Au Mali, une ordonnance publiée au Journal officiel le 30 août et rendue publique le 9 septembre 2024 instaure un nouveau statut pour les magistrats. Ce texte, adopté en Conseil des ministres, attend encore la ratification du Conseil national de transition. Bien que ce statut n’apporte pas de changements majeurs aux droits et obligations des magistrats, il encadre plus strictement leur liberté d’expression, ce qui suscite des inquiétudes dans un contexte de transition où l’indépendance de la justice est déjà mise à rude épreuve.
Le texte de seize pages, composé de plusieurs centaines d’articles, régit les droits, les garanties, ainsi que les modalités de nomination ou de suspension des magistrats.
L’avocat malien Oumar Berté, également chercheur associé à l’Université de Rouen en politique et droit public, souligne certaines modifications, notamment la baisse du niveau requis pour accéder au concours des « auditeurs de justice ». Alors qu’une maîtrise de droit était jusqu’à présent nécessaire, une simple licence suffira désormais.
Parmi les autres changements notables, la section des comptes de la Cour suprême devient une Cour des comptes autonome, en conformité avec les exigences de l’Uemoa. De plus, un statut de « magistrat honoraire » est créé pour les retraités souhaitant continuer à exercer à titre bénévole.

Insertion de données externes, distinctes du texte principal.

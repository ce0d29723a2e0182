//! CLI argument definitions for the workflow console.
//!
//! All `clap` structures live here so that `main.rs` stays focused on
//! dispatching subcommands.

use std::path::PathBuf;

use clap::{Parser, Subcommand};

use crate::config::DEFAULT_CONFIG_PATH;

/// AI Orchestrator workflow console.
#[derive(Parser, Debug)]
#[command(
    name = "orchestrator",
    version,
    about = "AI Orchestrator -- generate and execute workflows",
    long_about = "Describe an analysis in plain words, let the Orchestration Service turn it \
                  into a workflow, review it, and execute it."
)]
pub struct Cli {
    /// Path to the configuration file.
    #[arg(long, global = true, default_value = DEFAULT_CONFIG_PATH)]
    pub config: PathBuf,

    /// Base URL of the Orchestration Service (overrides config and env).
    #[arg(long, global = true)]
    pub base_url: Option<String>,

    #[command(subcommand)]
    pub command: Option<Commands>,
}

#[derive(Subcommand, Debug, Clone, PartialEq, Eq)]
pub enum Commands {
    /// Start the interactive terminal console (default).
    Tui {
        /// Starting automation level (0-100).
        #[arg(long, short, allow_negative_numbers = true)]
        automation: Option<i64>,
    },

    /// Generate a workflow and print it as JSON.
    Generate {
        /// What the workflow should do.
        request: String,

        /// Automation level (0-100).
        #[arg(long, short, allow_negative_numbers = true)]
        automation: Option<i64>,
    },

    /// Execute a workflow read from a JSON file and print its status.
    Execute {
        /// Workflow file; `-` reads standard input.
        #[arg(long, short)]
        workflow_file: PathBuf,
    },

    /// Generate a workflow and execute it straight away.
    Run {
        /// What the workflow should do.
        request: String,

        /// Automation level (0-100).
        #[arg(long, short, allow_negative_numbers = true)]
        automation: Option<i64>,
    },

    /// Show the effective configuration.
    Status,
}

impl Cli {
    /// The subcommand to run, defaulting to the terminal console.
    pub fn command(&self) -> Commands {
        self.command
            .clone()
            .unwrap_or(Commands::Tui { automation: None })
    }
}
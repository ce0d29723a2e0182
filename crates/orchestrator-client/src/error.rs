//! Client error types.
//!
//! Every failure talking to the Orchestration Service surfaces as a
//! [`ClientError`].  The console collapses all of them into a single failure
//! path, but the variants keep the cause inspectable for logs and tests.

/// Unified error type for the orchestration client.
#[derive(Debug, thiserror::Error)]
pub enum ClientError {
    /// The HTTP request could not be sent or its body could not be read.
    #[error("request to orchestration service failed: {reason}")]
    Request { reason: String },

    /// The service answered with a non-success status code.
    #[error("orchestration service returned {status}: {message}")]
    Status { status: u16, message: String },

    /// The response body parsed but lacked the field the call depends on.
    #[error("response body is missing the `{field}` field")]
    MissingField { field: &'static str },

    /// The configured base URL is not usable.
    #[error("invalid service url `{url}`: {reason}")]
    InvalidUrl { url: String, reason: String },

    /// The response body was not valid JSON.
    #[error("json error: {0}")]
    Json(#[from] serde_json::Error),
}

/// Convenience alias used throughout the client crate.
pub type Result<T> = std::result::Result<T, ClientError>;

impl From<reqwest::Error> for ClientError {
    fn from(err: reqwest::Error) -> Self {
        Self::Request {
            reason: err.to_string(),
        }
    }
}
//! Wire types for the Orchestration Service endpoints.

use serde::{Deserialize, Serialize};
use serde_json::Value;

// ---------------------------------------------------------------------------
// Workflow
// ---------------------------------------------------------------------------

/// A workflow produced by the service.
///
/// The structure is owned entirely by the service.  It is stored and sent
/// back verbatim; the only local operation is rendering it as text.
#[derive(Debug, Clone, PartialEq, Serialize, Deserialize)]
#[serde(transparent)]
pub struct Workflow(Value);

impl Workflow {
    /// Wrap a JSON value as a workflow.
    pub fn new(value: Value) -> Self {
        Self(value)
    }

    /// Borrow the underlying JSON value.
    pub fn as_value(&self) -> &Value {
        &self.0
    }

    /// Consume the workflow and return the underlying JSON value.
    pub fn into_value(self) -> Value {
        self.0
    }

    /// Render the workflow as indented JSON (two spaces per level).
    pub fn to_pretty(&self) -> String {
        serde_json::to_string_pretty(&self.0).unwrap_or_else(|_| self.0.to_string())
    }
}

// ---------------------------------------------------------------------------
// Requests
// ---------------------------------------------------------------------------

/// Body of `POST /generate-workflow`.
#[derive(Debug, Clone, PartialEq, Eq, Serialize, Deserialize)]
pub struct GenerateRequest {
    /// The user's free-text request.
    pub request: String,
    /// Automation level in percent (0-100).
    pub automation: u8,
}

impl GenerateRequest {
    /// Create a generate request.
    pub fn new(request: impl Into<String>, automation: u8) -> Self {
        Self {
            request: request.into(),
            automation,
        }
    }
}

/// Body of `POST /execute-workflow`.
#[derive(Debug, Clone, Serialize)]
pub struct ExecuteRequest<'a> {
    pub workflow: &'a Workflow,
}

// ---------------------------------------------------------------------------
// Responses
// ---------------------------------------------------------------------------

/// Success body of `POST /generate-workflow`.
#[derive(Debug, Deserialize)]
pub(crate) struct GenerateResponse {
    #[serde(default)]
    pub workflow: Option<Workflow>,
}

/// Success body of `POST /execute-workflow`.
#[derive(Debug, Deserialize)]
pub(crate) struct ExecuteResponse {
    #[serde(default)]
    pub status: Option<String>,
}

/// Body the service sends alongside a non-success status.
#[derive(Debug, Deserialize)]
pub(crate) struct ErrorBody {
    pub error: String,
}

// ---------------------------------------------------------------------------
// Tests
// ---------------------------------------------------------------------------
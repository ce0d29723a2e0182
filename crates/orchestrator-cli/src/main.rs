//! CLI entry point for the workflow console.
//!
//! This binary provides the `orchestrator` command: an interactive terminal
//! console plus one-shot `generate`, `execute`, and `run` subcommands that
//! drive the same console session without a screen.

mod cli;
mod config;

use std::fs::OpenOptions;
use std::io::Read;
use std::path::Path;
use std::sync::{Arc, Mutex};

use anyhow::{Context, Result, bail};
use clap::Parser;
use tracing::info;
use tracing_subscriber::EnvFilter;

use orchestrator_client::{ServiceClient, ServiceClientConfig, Workflow};
use orchestrator_console::{AutomationLevel, ConsoleSession, OperationState};

use crate::cli::{Cli, Commands};
use crate::config::{BASE_URL_ENV, ConsoleConfig};

// ---------------------------------------------------------------------------
// Main
// ---------------------------------------------------------------------------

#[tokio::main]
async fn main() -> Result<()> {
    let cli = Cli::parse();

    // A missing .env is fine; anything it sets is picked up below.
    let _ = dotenvy::dotenv();

    let mut config = ConsoleConfig::load(&cli.config)?;
    config.apply_env(std::env::var(BASE_URL_ENV).ok());
    if let Some(url) = &cli.base_url {
        config.service.base_url = url.clone();
    }

    let command = cli.command();
    match &command {
        Commands::Tui { .. } => init_tracing(
            &config.console.log_level,
            Some(config.console.log_file.as_path()),
        )?,
        _ => init_tracing(&config.console.log_level, None)?,
    }

    info!(
        base_url = %config.service.base_url,
        policy = ?config.service.response_policy,
        "configuration loaded"
    );

    match command {
        Commands::Tui { automation } => cmd_tui(&config, automation).await,
        Commands::Generate {
            request,
            automation,
        } => cmd_generate(&config, request, automation).await,
        Commands::Execute { workflow_file } => cmd_execute(&config, &workflow_file).await,
        Commands::Run {
            request,
            automation,
        } => cmd_run(&config, request, automation).await,
        Commands::Status => cmd_status(&cli, &config),
    }
}

// ---------------------------------------------------------------------------
// Subcommand: tui
// ---------------------------------------------------------------------------

async fn cmd_tui(config: &ConsoleConfig, automation: Option<i64>) -> Result<()> {
    let client = build_client(config)?;
    let endpoint = client.base_url().to_string();
    let session = build_session(config, automation);

    orchestrator_tui::run_tui(Arc::new(client), session, endpoint)
        .await
        .context("terminal UI failed")?;

    info!("shutting down");
    Ok(())
}

// ---------------------------------------------------------------------------
// Subcommand: generate
// ---------------------------------------------------------------------------

async fn cmd_generate(config: &ConsoleConfig, request: String, automation: Option<i64>) -> Result<()> {
    let client = build_client(config)?;
    let mut session = build_session(config, automation);
    session.set_request(request);

    session.generate(&client).await?;
    let workflow = generated_workflow(&session)?;

    println!("{}", workflow.to_pretty());
    Ok(())
}

// ---------------------------------------------------------------------------
// Subcommand: execute
// ---------------------------------------------------------------------------

async fn cmd_execute(config: &ConsoleConfig, workflow_file: &Path) -> Result<()> {
    let client = build_client(config)?;
    let mut session = build_session(config, None);

    // A `null` document means there is nothing to execute.
    let value = read_workflow(workflow_file)?;
    if !value.is_null() {
        session.load_workflow(Workflow::new(value));
    }

    session.execute(&client).await?;
    println!("{}", run_status(&session)?);
    Ok(())
}

// ---------------------------------------------------------------------------
// Subcommand: run
// ---------------------------------------------------------------------------

async fn cmd_run(config: &ConsoleConfig, request: String, automation: Option<i64>) -> Result<()> {
    let client = build_client(config)?;
    let mut session = build_session(config, automation);
    session.set_request(request);

    session.generate(&client).await?;
    println!("Generated Workflow:");
    println!("{}", generated_workflow(&session)?.to_pretty());

    session.execute(&client).await?;
    println!();
    println!("Run Status: {}", run_status(&session)?);
    Ok(())
}

// ---------------------------------------------------------------------------
// Subcommand: status
// ---------------------------------------------------------------------------

fn cmd_status(cli: &Cli, config: &ConsoleConfig) -> Result<()> {
    println!();
    println!("  Orchestrator Console Status");
    println!("  ===========================");
    println!();

    if cli.config.exists() {
        println!("  Config:             OK ({})", cli.config.display());
    } else {
        println!("  Config:             MISSING (using defaults)");
    }

    match ServiceClientConfig::new(&config.service.base_url) {
        Ok(c) => println!("  Service:            {}", c.base_url),
        Err(e) => println!("  Service:            INVALID ({e})"),
    }

    match config.service.request_timeout_secs {
        Some(secs) => println!("  Request timeout:    {secs}s"),
        None => println!("  Request timeout:    none"),
    }

    println!("  Response policy:    {:?}", config.service.response_policy);
    println!("  Default automation: {}", config.console.default_automation);
    println!("  TUI log file:       {}", config.console.log_file.display());
    println!();

    Ok(())
}

// ---------------------------------------------------------------------------
// Helpers
// ---------------------------------------------------------------------------

/// Build the HTTP client from configuration.
fn build_client(config: &ConsoleConfig) -> Result<ServiceClient> {
    let client_config = ServiceClientConfig::new(&config.service.base_url)?
        .with_timeout(config.service.timeout());
    Ok(ServiceClient::new(client_config)?)
}

/// Build a fresh session, preferring an explicit automation level.
fn build_session(config: &ConsoleConfig, automation: Option<i64>) -> ConsoleSession {
    let automation = automation
        .map(AutomationLevel::new)
        .unwrap_or(config.console.default_automation);

    ConsoleSession::new()
        .with_policy(config.service.response_policy)
        .with_automation(automation)
}

/// The workflow from the last generate call, or why there is none.
fn generated_workflow(session: &ConsoleSession) -> Result<&Workflow> {
    match session.generate_state() {
        OperationState::Succeeded(workflow) => Ok(workflow),
        OperationState::Failed { reason } => bail!("workflow generation failed: {reason}"),
        _ => bail!("workflow generation did not complete"),
    }
}

/// The status from the last execute call, or why there is none.
fn run_status(session: &ConsoleSession) -> Result<&str> {
    match session.execute_state() {
        OperationState::Succeeded(status) => Ok(status.as_str()),
        OperationState::Failed { reason } => bail!("workflow execution failed: {reason}"),
        _ => bail!("workflow execution did not complete"),
    }
}

/// Read a workflow document from a file, or standard input for `-`.
fn read_workflow(path: &Path) -> Result<serde_json::Value> {
    let content = if path == Path::new("-") {
        let mut buf = String::new();
        std::io::stdin()
            .read_to_string(&mut buf)
            .context("failed to read workflow from stdin")?;
        buf
    } else {
        std::fs::read_to_string(path)
            .with_context(|| format!("failed to read workflow file {}", path.display()))?
    };

    serde_json::from_str(&content).context("workflow file is not valid JSON")
}

/// Initialize the tracing subscriber with the given default log level.
///
/// The terminal UI owns stdout and stderr, so it logs to a file instead.
fn init_tracing(default_level: &str, log_file: Option<&Path>) -> Result<()> {
    let filter = EnvFilter::try_from_default_env()
        .unwrap_or_else(|_| EnvFilter::new(default_level));

    let builder = tracing_subscriber::fmt()
        .with_env_filter(filter)
        .with_target(false)
        .compact();

    match log_file {
        Some(path) => {
            let file = OpenOptions::new()
                .create(true)
                .append(true)
                .open(path)
                .with_context(|| format!("failed to open log file {}", path.display()))?;
            builder.with_writer(Mutex::new(file)).with_ansi(false).init();
        }
        None => builder.with_writer(std::io::stderr).init(),
    }

    Ok(())
}
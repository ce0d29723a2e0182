//! The automation level slider value.

use std::fmt;

use serde::{Deserialize, Deserializer, Serialize};

/// Percentage of automation requested from the service, always in `0..=100`.
#[derive(Debug, Clone, Copy, PartialEq, Eq, PartialOrd, Ord, Hash, Serialize)]
#[serde(transparent)]
pub struct AutomationLevel(u8);

impl AutomationLevel {
    /// Lowest level.
    pub const MIN: Self = Self(0);
    /// Highest level.
    pub const MAX: Self = Self(100);
    /// Level a new session starts at.
    pub const DEFAULT: Self = Self(50);

    /// Create a level, clamping out-of-range input.
    pub fn new(value: i64) -> Self {
        Self(value.clamp(0, 100) as u8)
    }

    /// The level as a percentage.
    pub fn value(self) -> u8 {
        self.0
    }

    /// Move the level by a signed step, clamping at the ends.
    pub fn nudged(self, delta: i64) -> Self {
        Self::new(i64::from(self.0).saturating_add(delta))
    }
}

impl Default for AutomationLevel {
    fn default() -> Self {
        Self::DEFAULT
    }
}

impl fmt::Display for AutomationLevel {
    fn fmt(&self, f: &mut fmt::Formatter<'_>) -> fmt::Result {
        write!(f, "{}%", self.0)
    }
}

impl<'de> Deserialize<'de> for AutomationLevel {
    fn deserialize<D: Deserializer<'de>>(deserializer: D) -> Result<Self, D::Error> {
        i64::deserialize(deserializer).map(Self::new)
    }
}
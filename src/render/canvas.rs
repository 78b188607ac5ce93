use std::sync::Arc;

use crate::assets::color::Color;
use crate::foundation::core::{Affine, Point};
use crate::foundation::error::CaptionResult;
use crate::render::raster::Raster;

/// Font request: a CSS-like family stack plus size, weight and slant.
#[derive(Clone, Debug, PartialEq, serde::Serialize, serde::Deserialize)]
pub struct FontSpec {
    /// Comma separated family names, most preferred first (`"Impact, sans-serif"`).
    pub family: String,
    /// Size in pixels.
    pub size_px: f32,
    /// CSS weight (400 regular, 700 bold).
    #[serde(default = "default_weight")]
    pub weight: u16,
    /// Italic face requested.
    #[serde(default)]
    pub italic: bool,
}

fn default_weight() -> u16 {
    400
}

impl FontSpec {
    /// Regular-weight font.
    pub fn new(family: impl Into<String>, size_px: f32) -> Self {
        Self {
            family: family.into(),
            size_px,
            weight: 400,
            italic: false,
        }
    }

    /// Same font with weight 700.
    pub fn bold(mut self) -> Self {
        self.weight = 700;
        self
    }

    /// Same font, italic.
    pub fn italic(mut self) -> Self {
        self.italic = true;
        self
    }
}

/// Vertical anchor of a text run relative to its origin.
#[derive(Clone, Copy, Debug, Default, PartialEq, Eq, Hash)]
pub enum TextBaseline {
    /// Origin is the vertical middle of the line box.
    #[default]
    Middle,
    /// Origin sits on the alphabetic baseline.
    Alphabetic,
}

/// Blurred, offset copy drawn underneath a text run.
#[derive(Clone, Copy, Debug, PartialEq, serde::Serialize, serde::Deserialize)]
pub struct Shadow {
    /// Shadow color.
    pub color: Color,
    /// Blur amount in pixels (gaussian sigma is half of it).
    pub blur: f32,
    /// Horizontal offset in device pixels.
    #[serde(default)]
    pub offset_x: f32,
    /// Vertical offset in device pixels.
    #[serde(default)]
    pub offset_y: f32,
}

/// Fill source for glyphs.
#[derive(Clone, Debug, PartialEq)]
pub enum Paint {
    /// Single color.
    Solid(Color),
    /// Linear gradient between two points in user space.
    LinearGradient {
        /// Start point (offset 0).
        start: Point,
        /// End point (offset 1).
        end: Point,
        /// `(offset, color)` stops, offsets in `[0, 1]`.
        stops: Vec<(f32, Color)>,
    },
    /// Radial gradient in user space.
    RadialGradient {
        /// Center (offset 0).
        center: Point,
        /// Radius (offset 1).
        radius: f64,
        /// `(offset, color)` stops, offsets in `[0, 1]`.
        stops: Vec<(f32, Color)>,
    },
    /// Image repeated on both axes, anchored at the user-space origin.
    Pattern(Arc<Raster>),
}

/// Stroke parameters for outlined glyphs.
#[derive(Clone, Copy, Debug, PartialEq)]
pub struct StrokeStyle {
    /// Stroke color.
    pub color: Color,
    /// Line width in user-space pixels.
    pub width: f64,
}

/// One line or word of text to draw.
#[derive(Clone, Debug)]
pub struct TextRun<'a> {
    /// Text content, without line breaks.
    pub text: &'a str,
    /// Font.
    pub font: &'a FontSpec,
    /// Left edge of the run, vertically anchored per `baseline`.
    pub origin: Point,
    /// Vertical anchoring.
    pub baseline: TextBaseline,
    /// Optional shadow drawn underneath.
    pub shadow: Option<Shadow>,
}

/// Drawing context for a raster surface.
///
/// The rendering pipeline only talks to this trait. [`crate::CpuCanvas`] is the production
/// implementation; hosts may provide their own (for instance one backed by a platform text
/// stack).
pub trait Canvas {
    /// Start a fresh, fully transparent `width x height` surface with an identity transform.
    fn begin(&mut self, width: u32, height: u32) -> CaptionResult<()>;

    /// Current surface size.
    fn size(&self) -> (u32, u32);

    /// Current user-to-device transform.
    fn transform(&self) -> Affine;

    /// Replace the current transform.
    fn set_transform(&mut self, transform: Affine);

    /// Push the current transform.
    fn save(&mut self);

    /// Pop the transform pushed by the matching [`Canvas::save`]; no-op on an empty stack.
    fn restore(&mut self);

    /// Advance width of `text` in user-space pixels.
    fn measure_text(&mut self, text: &str, font: &FontSpec) -> CaptionResult<f64>;

    /// Fill glyphs of `run` with `paint`.
    fn fill_text(&mut self, run: &TextRun<'_>, paint: &Paint) -> CaptionResult<()>;

    /// Stroke glyph outlines of `run`.
    fn stroke_text(&mut self, run: &TextRun<'_>, stroke: &StrokeStyle) -> CaptionResult<()>;

    /// Source-over `raster` at device position `(x, y)`, ignoring the current transform.
    fn draw_raster(&mut self, raster: &Raster, x: i64, y: i64) -> CaptionResult<()>;

    /// Hand out the finished surface and reset to an empty one of the same size.
    fn finish(&mut self) -> CaptionResult<Raster>;

    /// Post-multiply a translation.
    fn translate(&mut self, x: f64, y: f64) {
        let t = self.transform() * Affine::translate((x, y));
        self.set_transform(t);
    }

    /// Post-multiply a rotation (radians, clockwise in a y-down space).
    fn rotate(&mut self, radians: f64) {
        let t = self.transform() * Affine::rotate(radians);
        self.set_transform(t);
    }

    /// Post-multiply a scale.
    fn scale(&mut self, sx: f64, sy: f64) {
        let t = self.transform() * Affine::scale_non_uniform(sx, sy);
        self.set_transform(t);
    }
}

#[cfg(test)]
#[path = "../../tests/unit/support/recording.rs"]
pub(crate) mod recording;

Un contexte d’inquiétude entoure ces réformes. En août 2023, Cheick Mohamed Chérif Koné, ancien Premier avocat à la Cour suprême, avait été radié de la magistrature après avoir dénoncé ce qu’il considérait comme une manipulation de la justice par les autorités de transition.
Ces critiques, exprimées dans le cadre de ses responsabilités syndicales, l’ont conduit à l’exil, où il revendique aujourd’hui un rôle d’opposant.
L’une des nouvelles dispositions du texte retient particulièrement l’attention. Bien que les magistrats jouissent des mêmes libertés publiques que tout citoyen, y compris la liberté syndicale et d’expression, ils doivent les exercer « dans le respect de l’autorité de l’État » et « de l’ordre public ».
Oumar Berté exprime des préoccupations sur ces formulations : « Ces conditions sont larges et vagues, ce qui pourrait exposer les magistrats à des sanctions. À quel moment considérera-t-on qu’un magistrat a franchi la ligne et contesté l’autorité de l’État ? Quand sa participation à une association ou un syndicat pourrait-elle être perçue comme un trouble à l’ordre public ? C’est toute la question, et cela risque de peser sur eux ».
Depuis le début de la transition, il y a quatre ans, de nombreuses poursuites ont été engagées contre des personnes critiquant les autorités ou réclamant des élections, souvent pour « opposition à l’autorité légitime » ou « atteinte au crédit de l’État ».